My recent Holycow articles on Valeant and Wirecard followed the same pattern blurb, chart price with event annotations, chart volume, chart market cap. This article demonstrates how its done.
Load required libraries
knitr::opts_chunk$set(echo = TRUE)
require(tidyquant)
require(tidyverse)
library(ggplot2)
library(gridExtra)
library(grid)
library(cowplot)
Point to folder containing csvs (to annotate price info) and images.
folder <- "/folder/containing/csv/data"
Retrieve the stock price
All the report data will be organised in simple list structure called hc (holycow). Tidyquant will be used to retrieve price information. For demonstration I will work with Bausch which has a stock symbol BHC.
hc <- list()
hc$price <- tq_get("BHC", get = "stock.prices", from = "2000-01-01", to = "2020-06-26")
Prepare the annotations
A. Read the annotations (events) from a CSV.
# Get the annotations from csv and add price information for positioning
hc$eventsFile <- paste(folder, "/valeant_events.csv", sep="")
hc$events<-read_csv( hc$eventsFile )
What is in that CSV?
hc$events %>% knitr::kable()
event | date |
---|---|
Hillary tweets about Valeant price gouging | 21/09/2015 |
CEO resignation | 21/03/2016 |
B. Add geometry data
For each event we need to add cartesian coordinates. GGPlot makes this relatively easy by mapping the coordinates to the graph data. In this case x will map to date and y maps to price.
The events source has the date with each event description, so we have the x already. We need to add the price for the y. To accomplish this I use dplyr join. It will need to join using the date field, as this field has the same name “date” in both sides of the join, and its the only common column, we dont need to give it a mapping, otherwise use the by argument inner_join(right, by(“somedate” = “someotherdate”)). However the datatype of the date field will have to be treated so that both date fields have same type.
# Get the annotations from csv and add price information for positioning
hc$events %>%
mutate(date=as.Date(parse_date_time(date,orders = c("dmy", "mdy", "ymd")))) %>%
inner_join(hc$price) ->
hc$events
## Joining, by = "date"
Prevent clipping of annotations
Some crude preperation of limits which will be used to add space to the chart. In this particular case only the y needs a bump, but it allows for x anyway. n1 is axis data floor, n2 is axis data max, n3 is axis extended amount.
hc$limits<-list()
hc$limits$x1 <- hc$price$date[1]
hc$limits$x2 <- hc$price$date[nrow(hc$price)]

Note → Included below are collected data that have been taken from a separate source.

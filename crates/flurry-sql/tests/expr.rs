use chrono::TimeDelta;
use flurry_core::{
    driver::{Capability, ParamStyle},
    schema::FieldKind,
    stmt::{
        AggregateKind, Connector, DatePart, Direction, Expr, FuncKind, JsonPath, Query,
        TemporalKind, TruncKind, Value,
    },
};
use flurry_sql::{Dialect, Serializer};
use pretty_assertions::assert_eq;
use std_util::prelude::*;

fn render_with(dialect: &Dialect, expr: impl Into<Expr>) -> (String, Vec<Value>) {
    let mut params = Vec::<Value>::new();
    let sql = assert_ok!(Serializer::new(dialect).serialize_expr(&expr.into(), &mut params));
    (sql, params)
}

fn render(expr: impl Into<Expr>) -> (String, Vec<Value>) {
    render_with(&Dialect::snowflake(), expr)
}

fn sql(expr: impl Into<Expr>) -> String {
    render(expr).0
}

fn qmark() -> Dialect {
    Dialect::snowflake().with_capability(Capability {
        param_style: ParamStyle::Qmark,
        ..Capability::SNOWFLAKE
    })
}

#[test]
fn concat_coalesces_operands() {
    assert_eq!(
        sql(Expr::concat(Expr::column("first_name"), Expr::column("last_name"))),
        r#"CONCAT(COALESCE("FIRST_NAME", ''), COALESCE("LAST_NAME", ''))"#
    );
}

#[test]
fn str_index_swaps_arguments() {
    let (sql, params) = render(Expr::str_index(Expr::column("title"), "bar"));
    assert_eq!(sql, r#"POSITION(%s, "TITLE")"#);
    assert_eq!(params, vec![Value::from("bar")]);
}

#[test]
fn registered_functions() {
    assert_eq!(
        sql(Expr::func(FuncKind::Sha256, [Expr::column("name")])),
        r#"SHA2("NAME", 256)"#
    );
    assert_eq!(
        sql(Expr::func(FuncKind::Sha512, [Expr::column("name")])),
        r#"SHA2("NAME", 512)"#
    );
    assert_eq!(
        sql(Expr::func(FuncKind::Random, Vec::<Expr>::new())),
        "UNIFORM(0, 0.99999999999999999, RANDOM())"
    );
    assert_eq!(
        sql(Expr::func(FuncKind::CurrentTimestamp, Vec::<Expr>::new())),
        "CURRENT_TIMESTAMP()"
    );
    assert_eq!(
        sql(Expr::func(FuncKind::Ceil, [Expr::column("price")])),
        r#"CEIL("PRICE")"#
    );
    assert_eq!(
        sql(Expr::collate(Expr::column("name"), "en-ci")),
        r#"COLLATE("NAME", 'en-ci')"#
    );
}

#[test]
fn unregistered_function_is_unsupported() {
    let dialect = Dialect::snowflake();
    let mut params = Vec::<Value>::new();
    let expr = Expr::func(FuncKind::JsonObject, [Expr::from("key"), Expr::column("value")]);

    let err = assert_err!(Serializer::new(&dialect).serialize_expr(&expr, &mut params));
    assert!(err.is_unsupported_feature());
    assert_eq!(err.to_string(), "unsupported feature: function JsonObject");
}

#[test]
fn function_arity_is_checked() {
    let dialect = Dialect::snowflake();
    let mut params = Vec::<Value>::new();
    let expr = Expr::func(FuncKind::StrIndex, [Expr::column("title")]);

    let err = assert_err!(Serializer::new(&dialect).serialize_expr(&expr, &mut params));
    assert!(err.is_invalid_statement());
}

#[test]
fn bitwise_connectors_are_functions() {
    let (sql, params) = render(Expr::combine(Expr::column("flags"), Connector::BitAnd, 4i64));
    assert_eq!(sql, r#"BITAND("FLAGS", %s)"#);
    assert_eq!(params, vec![Value::I64(4)]);

    let cases = [
        (Connector::BitOr, "BITOR"),
        (Connector::BitXor, "BITXOR"),
        (Connector::BitLeftShift, "BITSHIFTLEFT"),
        (Connector::BitRightShift, "BITSHIFTRIGHT"),
        (Connector::Pow, "POWER"),
    ];

    for (connector, name) in cases {
        assert_eq!(
            crate::sql(Expr::combine(Expr::column("a"), connector, Expr::column("b"))),
            format!(r#"{name}("A", "B")"#)
        );
    }
}

#[test]
fn arithmetic_is_infix() {
    assert_eq!(
        sql(Expr::combine(Expr::column("a"), Connector::Add, Expr::column("b"))),
        r#"("A" + "B")"#
    );
    assert_eq!(
        sql(Expr::combine(Expr::column("a"), Connector::Mod, Expr::column("b"))),
        r#"("A" %% "B")"#
    );
    assert_eq!(
        render_with(
            &qmark(),
            Expr::combine(Expr::column("a"), Connector::Mod, Expr::column("b"))
        )
        .0,
        r#"("A" % "B")"#
    );
}

#[test]
fn duration_operands_are_intervals() {
    let (sql, params) = render(Expr::combine(
        Expr::column("start"),
        Connector::Add,
        TimeDelta::milliseconds(1500),
    ));
    assert_eq!(sql, r#"("START" + INTERVAL '1500000 MICROSECONDS')"#);
    assert_empty!(params);
}

#[test]
fn extract_renumbers_week_day() {
    assert_eq!(
        sql(Expr::extract(DatePart::WeekDay, Expr::column("created"))),
        r#"EXTRACT('dow', "CREATED") + 1"#
    );
    assert_eq!(
        sql(Expr::extract(DatePart::IsoWeekDay, Expr::column("created"))),
        r#"EXTRACT('dow_iso', "CREATED")"#
    );
    assert_eq!(
        sql(Expr::extract(DatePart::IsoYear, Expr::column("created"))),
        r#"EXTRACT('yearofweekiso', "CREATED")"#
    );
}

#[test]
fn extract_binds_part_name() {
    let (sql, params) = render(Expr::extract(DatePart::Month, Expr::column("created")));
    assert_eq!(sql, r#"EXTRACT(%s, "CREATED")"#);
    assert_eq!(params, vec![Value::from("month")]);
}

#[test]
fn extract_converts_time_zone() {
    let expr = Expr::extract_in_tz(DatePart::Year, Expr::column("created"), "Europe/Paris");

    let (sql, params) = render(expr.clone());
    assert_eq!(
        sql,
        r#"EXTRACT(%s, CONVERT_TIMEZONE(%s, TO_TIMESTAMP("CREATED")))"#
    );
    assert_eq!(params, vec![Value::from("year"), Value::from("Europe/Paris")]);

    // Without time zone support the conversion is skipped.
    let (sql, params) = render_with(&Dialect::snowflake().use_tz(false), expr);
    assert_eq!(sql, r#"EXTRACT(%s, "CREATED")"#);
    assert_eq!(params, vec![Value::from("year")]);
}

#[test]
fn trunc() {
    let (sql, params) = render(Expr::trunc(
        TruncKind::Month,
        Expr::column("created"),
        TemporalKind::Date,
    ));
    assert_eq!(sql, r#"DATE_TRUNC(%s, "CREATED")"#);
    assert_eq!(params, vec![Value::from("month")]);

    assert_eq!(
        crate::sql(Expr::trunc(TruncKind::Hour, Expr::column("at"), TemporalKind::Time)),
        r#"DATE_TRUNC(%s, "AT")::time"#
    );
}

#[test]
fn date_cast() {
    assert_eq!(
        sql(Expr::cast_date(Expr::column("created"), None)),
        r#"("CREATED")::date"#
    );

    let (sql, params) = render(Expr::cast_time(
        Expr::column("created"),
        Some("UTC".to_string()),
    ));
    assert_eq!(
        sql,
        r#"(CONVERT_TIMEZONE(%s, TO_TIMESTAMP("CREATED")))::time"#
    );
    assert_eq!(params, vec![Value::from("UTC")]);
}

#[test]
fn temporal_subtraction() {
    assert_eq!(
        sql(Expr::temporal_sub(
            Expr::column("end"),
            Expr::column("start"),
            TemporalKind::DateTime
        )),
        r#"TIMEDIFF(MICROSECOND, "START", "END")"#
    );

    let (sql, params) = render(Expr::temporal_sub(
        Expr::column("end"),
        "09:00:00",
        TemporalKind::Time,
    ));
    assert_eq!(sql, r#"TIMEDIFF(MICROSECOND, TO_TIME(%s), "END")"#);
    assert_eq!(params, vec![Value::from("09:00:00")]);
}

#[test]
fn json_key_transforms() {
    assert_eq!(
        sql(Expr::json_key(
            Expr::column("data"),
            JsonPath::new().key("owner").index(0)
        )),
        r#"TO_JSON("DATA":"owner"[0])"#
    );
    assert_eq!(
        sql(Expr::json_key_text(Expr::column("data"), "name")),
        r#""DATA":"name"::VARCHAR"#
    );

    // Nested transforms share a single path.
    assert_eq!(
        sql(Expr::json_key_text(
            Expr::json_key(Expr::column("data"), "a"),
            "b"
        )),
        r#""DATA":"a"."b"::VARCHAR"#
    );
}

#[test]
fn json_path_percent_is_doubled_for_format_params() {
    let expr = Expr::json_key(Expr::column("data"), "100%");
    assert_eq!(sql(expr.clone()), r#"TO_JSON("DATA":"100%%")"#);
    assert_eq!(render_with(&qmark(), expr).0, r#"TO_JSON("DATA":"100%")"#);
}

#[test]
fn has_key() {
    assert_eq!(
        sql(Expr::has_key(Expr::column("data"), "a")),
        r#"IS_NULL_VALUE("DATA":"a") IS NOT NULL"#
    );
    assert_eq!(
        sql(Expr::has_keys(Expr::column("data"), ["a", "b"])),
        r#"(IS_NULL_VALUE("DATA":"a") IS NOT NULL AND IS_NULL_VALUE("DATA":"b") IS NOT NULL)"#
    );
    assert_eq!(
        sql(Expr::has_any_keys(Expr::column("data"), ["a", "b"])),
        r#"(IS_NULL_VALUE("DATA":"a") IS NOT NULL OR IS_NULL_VALUE("DATA":"b") IS NOT NULL)"#
    );
}

#[test]
fn has_key_below_key_transform() {
    assert_eq!(
        sql(Expr::has_key(
            Expr::json_key(Expr::column("data"), "owner"),
            "name"
        )),
        r#"IS_NULL_VALUE("DATA":"owner"."name") IS NOT NULL"#
    );
    assert_eq!(
        sql(Expr::has_key(
            Expr::column("data"),
            JsonPath::new().key("owner").index(1)
        )),
        r#"IS_NULL_VALUE("DATA":"owner"[1]) IS NOT NULL"#
    );
}

#[test]
fn exists_strips_limit_but_keeps_order() {
    let query = Query::new("book")
        .filter(Expr::eq(
            Expr::qualified_column("book", "author_id"),
            Expr::qualified_column("author", "id"),
        ))
        .order_by(Expr::column("title"), Direction::Asc)
        .limit(1);

    assert_eq!(
        sql(Expr::exists(query.clone())),
        r#"EXISTS(SELECT * FROM "BOOK" WHERE "BOOK"."AUTHOR_ID" = "AUTHOR"."ID" ORDER BY "TITLE" ASC)"#
    );
    assert_eq!(
        sql(Expr::not_exists(query)),
        r#"NOT EXISTS(SELECT * FROM "BOOK" WHERE "BOOK"."AUTHOR_ID" = "AUTHOR"."ID" ORDER BY "TITLE" ASC)"#
    );
}

#[test]
fn aggregates() {
    assert_eq!(sql(Expr::count_star()), "COUNT(*)");
    assert_eq!(
        sql(Expr::aggregate(AggregateKind::Count, [Expr::column("x")]).distinct()),
        r#"COUNT(DISTINCT "X")"#
    );
    assert_eq!(
        sql(Expr::aggregate(AggregateKind::StdDevSamp, [Expr::column("x")])),
        r#"STDDEV_SAMP("X")"#
    );

    let (sql, params) = render(Expr::string_agg(Expr::column("name"), ", "));
    assert_eq!(sql, r#"LISTAGG("NAME", %s)"#);
    assert_eq!(params, vec![Value::from(", ")]);
}

#[test]
fn filtered_aggregates_use_case() {
    let (sql, params) = render(
        Expr::aggregate(AggregateKind::Count, Vec::<Expr>::new())
            .filter(Expr::eq(Expr::column("active"), true)),
    );
    assert_eq!(sql, r#"COUNT(CASE WHEN "ACTIVE" = %s THEN 1 END)"#);
    assert_eq!(params, vec![Value::Bool(true)]);

    assert_eq!(
        crate::sql(
            Expr::aggregate(AggregateKind::Sum, [Expr::column("amount")])
                .filter(Expr::is_not_null(Expr::column("paid_at")))
        ),
        r#"SUM(CASE WHEN "PAID_AT" IS NOT NULL THEN "AMOUNT" END)"#
    );
}

#[test]
fn casts() {
    assert_eq!(
        sql(Expr::cast(Expr::column("id"), FieldKind::BigAuto)),
        r#"CAST("ID" AS NUMBER)"#
    );
    assert_eq!(
        sql(Expr::cast(Expr::column("n"), FieldKind::Char)),
        r#"CAST("N" AS varchar)"#
    );
}

#[test]
fn regex_uses_match_flag() {
    let (sql, params) = render(Expr::regex(Expr::column("name"), "^a.*"));
    assert_eq!(sql, r#"REGEXP_LIKE("NAME", %s, 'c')"#);
    assert_eq!(params, vec![Value::from("^a.*")]);

    assert_eq!(
        crate::sql(Expr::iregex(Expr::column("name"), "^a.*")),
        r#"REGEXP_LIKE("NAME", %s, 'i')"#
    );
}

#[test]
fn boolean_composition() {
    let expr = Expr::and(
        Expr::eq(Expr::column("a"), 1i64),
        Expr::or(
            Expr::is_null(Expr::column("b")),
            Expr::in_list(Expr::column("c"), [2i64, 3i64]),
        ),
    );

    let (sql, params) = render(expr);
    assert_eq!(sql, r#""A" = %s AND ("B" IS NULL OR "C" IN (%s, %s))"#);
    assert_eq!(params, vec![Value::I64(1), Value::I64(2), Value::I64(3)]);

    assert_eq!(
        crate::sql(Expr::not(Expr::eq(Expr::column("a"), 1i64))),
        r#"NOT ("A" = %s)"#
    );
}

#[test]
fn json_values_are_parsed_server_side() {
    let (sql, params) = render(Expr::eq(
        Expr::column("data"),
        serde_json::json!({ "k": 1 }),
    ));
    assert_eq!(sql, r#""DATA" = PARSE_JSON(%s)"#);
    assert_eq!(params, vec![Value::from(r#"{"k":1}"#)]);
}

#[test]
fn comparison_with_null_is_rejected() {
    let dialect = Dialect::snowflake();
    let mut params = Vec::<Value>::new();
    let expr = Expr::eq(Expr::column("a"), Expr::null());

    let err = assert_err!(Serializer::new(&dialect).serialize_expr(&expr, &mut params));
    assert!(err.is_invalid_statement());
}

#[test]
fn numeric_placeholders_are_numbered() {
    let dialect = Dialect::snowflake().with_capability(Capability {
        param_style: ParamStyle::Numeric,
        ..Capability::SNOWFLAKE
    });

    let (sql, _) = render_with(
        &dialect,
        Expr::and(
            Expr::eq(Expr::column("a"), 1i64),
            Expr::eq(Expr::column("b"), 2i64),
        ),
    );
    assert_eq!(sql, r#""A" = :1 AND "B" = :2"#);
}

hc$limits$x3 <- hc$limits$x2 + (0)
hc$limits$y1 <- 0
hc$limits$y2 <- hc$price$close[nrow(hc$price)]
hc$limits$y3 <- hc$limits$y2 + 300
Just draw the damn plots already
# chart Price
hc$price %>%
ggplot() +
geom_line(aes(x = date, y = close)) +
labs(title = "Valiant Volume and price", y = "Closing Price", x = "") +
geom_point(data=hc$events, aes(x=date, y=close, color="red"), show.legend = FALSE) +
geom_text(data=hc$events, aes(x=date+100, y=close+10,label=event), hjust="left", size=2, angle=22, color="blue") +
expand_limits(x = c(hc$limits$x1, hc$limits$x3), y = c(hc$limits$y1, hc$limits$y3)) +
theme_tq() +
theme(plot.margin = margin(b=0, unit="pt")) ->
hc$chartPrice
# chart Volume
hc$price %>%
mutate (volume = volume/1000000) %>%
ggplot(aes(x = date, y = volume)) +
geom_segment(aes(xend = date, yend = 0, color = volume)) +
geom_smooth(method = "loess", se = FALSE, formula = y ~ x) +
labs(
y = "Volume", x = "") +
expand_limits(x = c(hc$limits$x1, hc$limits$x3)) +
theme_tq() +
theme(legend.position = "none", plot.margin = margin(t=0, unit="pt")) ->
hc$chartVolume
# plot_grid comes from the cowplot library
plot_grid(hc$chartPrice, hc$chartVolume, align = "v", nrow = 2, rel_heights = c(4, 2))
Notes
What happend to market cap? I dont have a free source for market cap data, I don’t have the right to distribute the data, and it would not add any value to this demonstration, so I have ommitted it from this howto.
What does the -> operator do? Forgive me for this, its an assignment operator with the opposite direction from the familiar assignment operators (<-, =). I like to use rarely seen operator alongside dplyr’s pipe operator for asthetic reasons, keeping the flow consistent, and/or just to be awkward.